* _Exercise description_: Nothing but the listing below, retyped exactly, should appear in the answer.

* _Material for this exercise_:
::::::

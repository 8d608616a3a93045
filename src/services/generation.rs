//! Generation step executor.
//!
//! One step is one request/response exchange with one role: admission
//! control, the model call (retried with a fixed delay), response parsing
//! and trial evaluation of every executable code block.

use std::collections::BTreeMap;
use std::fmt;
use std::sync::Arc;

use chrono::Utc;
use tokio::time::Instant;
use tracing::{debug, error, info};

use super::response_parser::ResponseParser;
use super::trial_evaluator::TrialEvaluator;
use crate::domain::errors::{GenerationError, LlmError, RateLimitExhausted};
use crate::domain::models::{GenerationStep, RoleConfig, StepPhase, Task, TokenUsage};
use crate::domain::ports::{LlmClient, Recorder};
use crate::infrastructure::rate_limit::RateLimiter;
use crate::infrastructure::retry::{RetryPolicy, Retryable};

/// Inputs of one step. The payload sent is `history ++ content ++ instructions`.
#[derive(Debug, Clone)]
pub struct StepRequest<'a> {
    pub task: &'a Task,
    pub index: usize,
    pub phase: StepPhase,
    pub role: &'a str,
    pub history: Vec<String>,
    pub content: Vec<String>,
    pub instructions: Vec<String>,
}

impl StepRequest<'_> {
    /// Ordered payload parts.
    pub fn payload(&self) -> Vec<String> {
        self.history
            .iter()
            .chain(&self.content)
            .chain(&self.instructions)
            .cloned()
            .collect()
    }
}

/// Failure of a single attempt.
#[derive(Debug)]
enum AttemptError {
    Admission(RateLimitExhausted),
    Llm(LlmError),
}

impl fmt::Display for AttemptError {
    fn fmt(&self, f: &mut fmt::Formatter<'_>) -> fmt::Result {
        match self {
            Self::Admission(e) => write!(f, "{e}"),
            Self::Llm(e) => write!(f, "{e}"),
        }
    }
}

impl Retryable for AttemptError {
    fn is_retryable(&self) -> bool {
        match self {
            Self::Admission(_) => false,
            Self::Llm(e) => e.is_transient(),
        }
    }
}

/// Runs generation steps against shared infrastructure.
pub struct StepExecutor {
    client: Arc<dyn LlmClient>,
    limiter: Arc<RateLimiter>,
    retry: RetryPolicy,
    evaluator: TrialEvaluator,
    parser: ResponseParser,
    roles: BTreeMap<String, RoleConfig>,
    recorder: Arc<dyn Recorder>,
}

impl StepExecutor {
    pub fn new(
        client: Arc<dyn LlmClient>,
        limiter: Arc<RateLimiter>,
        retry: RetryPolicy,
        evaluator: TrialEvaluator,
        parser: ResponseParser,
        roles: BTreeMap<String, RoleConfig>,
        recorder: Arc<dyn Recorder>,
    ) -> Self {
        Self {
            client,
            limiter,
            retry,
            evaluator,
            parser,
            roles,
            recorder,
        }
    }

    /// Execute one step.
    ///
    /// # Errors
    /// - `RateLimitExhausted` when admission is denied (never retried)
    /// - `RetriesExhausted` when no attempt produced accessible text
    /// - `UnknownRole` when `request.role` is not configured
    pub async fn execute(&self, request: StepRequest<'_>) -> Result<GenerationStep, GenerationError> {
        let task_id = request.task.id.as_str();
        let role = self
            .roles
            .get(request.role)
            .ok_or_else(|| GenerationError::UnknownRole(request.role.to_string()))?;

        self.recorder
            .step_started(task_id, request.index, request.phase, request.role)
            .await;
        info!(task_id, step = request.index, phase = %request.phase, role = request.role, "step started");

        let started_at = Utc::now();
        let start = Instant::now();
        let payload = request.payload();
        let chars = role.system_prompt.as_ref().map_or(0, String::len)
            + payload.iter().map(String::len).sum::<usize>();
        let estimated_tokens = self.limiter.estimate_tokens(chars);
        let step_index = request.index;
        let role_name = request.role;

        let report = self
            .retry
            .execute(|attempt| {
                let payload = &payload;
                async move {
                    self.limiter
                        .admit(estimated_tokens)
                        .await
                        .map_err(AttemptError::Admission)?;
                    debug!(
                        task_id,
                        step = step_index,
                        role = role_name,
                        attempt,
                        estimated_tokens,
                        client = self.client.name(),
                        "calling model"
                    );
                    let response = self
                        .client
                        .generate(role, payload)
                        .await
                        .map_err(AttemptError::Llm)?;
                    let text = response.accessible_text().map_err(AttemptError::Llm)?.to_string();
                    Ok((text, response.usage))
                }
            })
            .await;

        let attempt_count = report.attempt_count();
        let attempts = report.attempts;
        let (response_text, usage): (String, TokenUsage) = match report.outcome {
            Ok(value) => value,
            Err(AttemptError::Admission(e)) => {
                error!(task_id, step = request.index, role = request.role, error = %e, "step denied admission");
                return Err(GenerationError::RateLimitExhausted(e));
            }
            Err(AttemptError::Llm(e)) => {
                error!(
                    task_id,
                    step = request.index,
                    role = request.role,
                    attempts = attempt_count,
                    error = %e,
                    "step exhausted retries"
                );
                return Err(GenerationError::RetriesExhausted {
                    attempts: attempt_count,
                    last_error: e,
                });
            }
        };

        let parsed = self.parser.parse(&response_text);
        let mut trials = Vec::new();
        for candidate in &parsed.candidates {
            if let Some(trial) = self.evaluator.evaluate(candidate, request.task).await {
                self.recorder
                    .trial_completed(task_id, request.index, &trial)
                    .await;
                trials.push(trial);
            }
        }

        let step = GenerationStep {
            index: request.index,
            phase: request.phase,
            role: request.role.to_string(),
            history: request.history,
            content: request.content,
            instructions: request.instructions,
            response_text,
            text_segments: parsed.text_segments,
            candidates: parsed.candidates,
            trials,
            attempts,
            usage,
            started_at,
            elapsed_ms: u64::try_from(start.elapsed().as_millis()).unwrap_or(u64::MAX),
        };

        info!(
            task_id,
            step = step.index,
            phase = %step.phase,
            candidates = step.candidates.len(),
            trials = step.trials.len(),
            best_score = step.best_trial().map(|t| t.score()),
            input_tokens = usage.input_tokens,
            output_tokens = usage.output_tokens,
            elapsed_ms = step.elapsed_ms,
            "step finished"
        );
        self.recorder.step_finished(task_id, &step).await;
        Ok(step)
    }
}
//! Model client adapters

pub mod anthropic;
pub mod mock;

pub use anthropic::AnthropicClient;
pub use mock::{MockCall, MockLlmClient};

::::::

* _Result of the task_:
repository 8d608616a3a93045
filename src/services/generation.rs
//! Generation step executor.
//!
//! One step is one request/response exchange with one role: admission
//! control, the model call (retried with a fixed delay), response parsing
//! and trial evaluation of every executable code block.

use std::collections::BTreeMap;
use std::fmt;
use std::sync::Arc;

use chrono::Utc;
use tokio::time::Instant;
use tracing::{debug, error, info};

use super::response_parser::ResponseParser;
use super::trial_evaluator::TrialEvaluator;
use crate::domain::errors::{GenerationError, LlmError, RateLimitExhausted};
use crate::domain::models::{GenerationStep, RoleConfig, StepPhase, Task, TokenUsage};
use crate::domain::ports::{LlmClient, Recorder};
use crate::infrastructure::rate_limit::RateLimiter;
use crate::infrastructure::retry::{RetryPolicy, Retryable};

/// Inputs of one step. The payload sent is `history ++ content ++ instructions`.
#[derive(Debug, Clone)]
pub struct StepRequest<'a> {
    pub task: &'a Task,
    pub index: usize,
    pub phase: StepPhase,
    pub role: &'a str,
    pub history: Vec<String>,
    pub content: Vec<String>,
    pub instructions: Vec<String>,
}

impl StepRequest<'_> {
    /// Ordered payload parts.
    pub fn payload(&self) -> Vec<String> {
        self.history
            .iter()
            .chain(&self.content)
            .chain(&self.instructions)
            .cloned()
            .collect()
    }
}

/// Failure of a single attempt.
#[derive(Debug)]
enum AttemptError {
    Admission(RateLimitExhausted),
    Llm(LlmError),
}

impl fmt::Display for AttemptError {
    fn fmt(&self, f: &mut fmt::Formatter<'_>) -> fmt::Result {
        match self {
            Self::Admission(e) => write!(f, "{e}"),
            Self::Llm(e) => write!(f, "{e}"),
        }
    }
}

impl Retryable for AttemptError {
    fn is_retryable(&self) -> bool {
        match self {
            Self::Admission(_) => false,
            Self::Llm(e) => e.is_transient(),
        }
    }
}

/// Runs generation steps against shared infrastructure.
pub struct StepExecutor {
    client: Arc<dyn LlmClient>,
    limiter: Arc<RateLimiter>,
    retry: RetryPolicy,
    evaluator: TrialEvaluator,
    parser: ResponseParser,
    roles: BTreeMap<String, RoleConfig>,
    recorder: Arc<dyn Recorder>,
}

impl StepExecutor {
    pub fn new(
        client: Arc<dyn LlmClient>,
        limiter: Arc<RateLimiter>,
        retry: RetryPolicy,
        evaluator: TrialEvaluator,
        parser: ResponseParser,
        roles: BTreeMap<String, RoleConfig>,
        recorder: Arc<dyn Recorder>,
    ) -> Self {
        Self {
            client,
            limiter,
            retry,
            evaluator,
            parser,
            roles,
            recorder,
        }
    }

    /// Execute one step.
    ///
    /// # Errors
    /// - `RateLimitExhausted` when admission is denied (never retried)
    /// - `RetriesExhausted` when no attempt produced accessible text
    /// - `UnknownRole` when `request.role` is not configured
    pub async fn execute(&self, request: StepRequest<'_>) -> Result<GenerationStep, GenerationError> {
        let task_id = request.task.id.as_str();
        let role = self
            .roles
            .get(request.role)
            .ok_or_else(|| GenerationError::UnknownRole(request.role.to_string()))?;

        self.recorder
            .step_started(task_id, request.index, request.phase, request.role)
            .await;
        info!(task_id, step = request.index, phase = %request.phase, role = request.role, "step started");

        let started_at = Utc::now();
        let start = Instant::now();
        let payload = request.payload();
        let chars = role.system_prompt.as_ref().map_or(0, String::len)
            + payload.iter().map(String::len).sum::<usize>();
        let estimated_tokens = self.limiter.estimate_tokens(chars);
        let step_index = request.index;
        let role_name = request.role;

        let report = self
            .retry
            .execute(|attempt| {
                let payload = &payload;
                async move {
                    self.limiter
                        .admit(estimated_tokens)
                        .await
                        .map_err(AttemptError::Admission)?;
                    debug!(
                        task_id,
                        step = step_index,
                        role = role_name,
                        attempt,
                        estimated_tokens,
                        client = self.client.name(),
                        "calling model"
                    );
                    let response = self
                        .client
                        .generate(role, payload)
                        .await
                        .map_err(AttemptError::Llm)?;
                    let text = response.accessible_text().map_err(AttemptError::Llm)?.to_string();
                    Ok((text, response.usage))
                }
            })
            .await;

        let attempt_count = report.attempt_count();
        let attempts = report.attempts;
        let (response_text, usage): (String, TokenUsage) = match report.outcome {
            Ok(value) => value,
            Err(AttemptError::Admission(e)) => {
                error!(task_id, step = request.index, role = request.role, error = %e, "step denied admission");
                return Err(GenerationError::RateLimitExhausted(e));
            }
            Err(AttemptError::Llm(e)) => {
                error!(
                    task_id,
                    step = request.index,
                    role = request.role,
                    attempts = attempt_count,
                    error = %e,
                    "step exhausted retries"
                );
                return Err(GenerationError::RetriesExhausted {
                    attempts: attempt_count,
                    last_error: e,
                });
            }
        };

        let parsed = self.parser.parse(&response_text);
        let mut trials = Vec::new();
        for candidate in &parsed.candidates {
            if let Some(trial) = self.evaluator.evaluate(candidate, request.task).await {
                self.recorder
                    .trial_completed(task_id, request.index, &trial)
                    .await;
                trials.push(trial);
            }
        }

        let step = GenerationStep {
            index: request.index,
            phase: request.phase,
            role: request.role.to_string(),
            history: request.history,
            content: request.content,
            instructions: request.instructions,
            response_text,
            text_segments: parsed.text_segments,
            candidates: parsed.candidates,
            trials,
            attempts,
            usage,
            started_at,
            elapsed_ms: u64::try_from(start.elapsed().as_millis()).unwrap_or(u64::MAX),
        };

        info!(
            task_id,
            step = step.index,
            phase = %step.phase,
            candidates = step.candidates.len(),
            trials = step.trials.len(),
            best_score = step.best_trial().map(|t| t.score()),
            input_tokens = usage.input_tokens,
            output_tokens = usage.output_tokens,
            elapsed_ms = step.elapsed_ms,
            "step finished"
        );
        self.recorder.step_finished(task_id, &step).await;
        Ok(step)
    }
}
//! Model client adapters

pub mod anthropic;
pub mod mock;

pub use anthropic::AnthropicClient;
pub use mock::{MockCall, MockLlmClient};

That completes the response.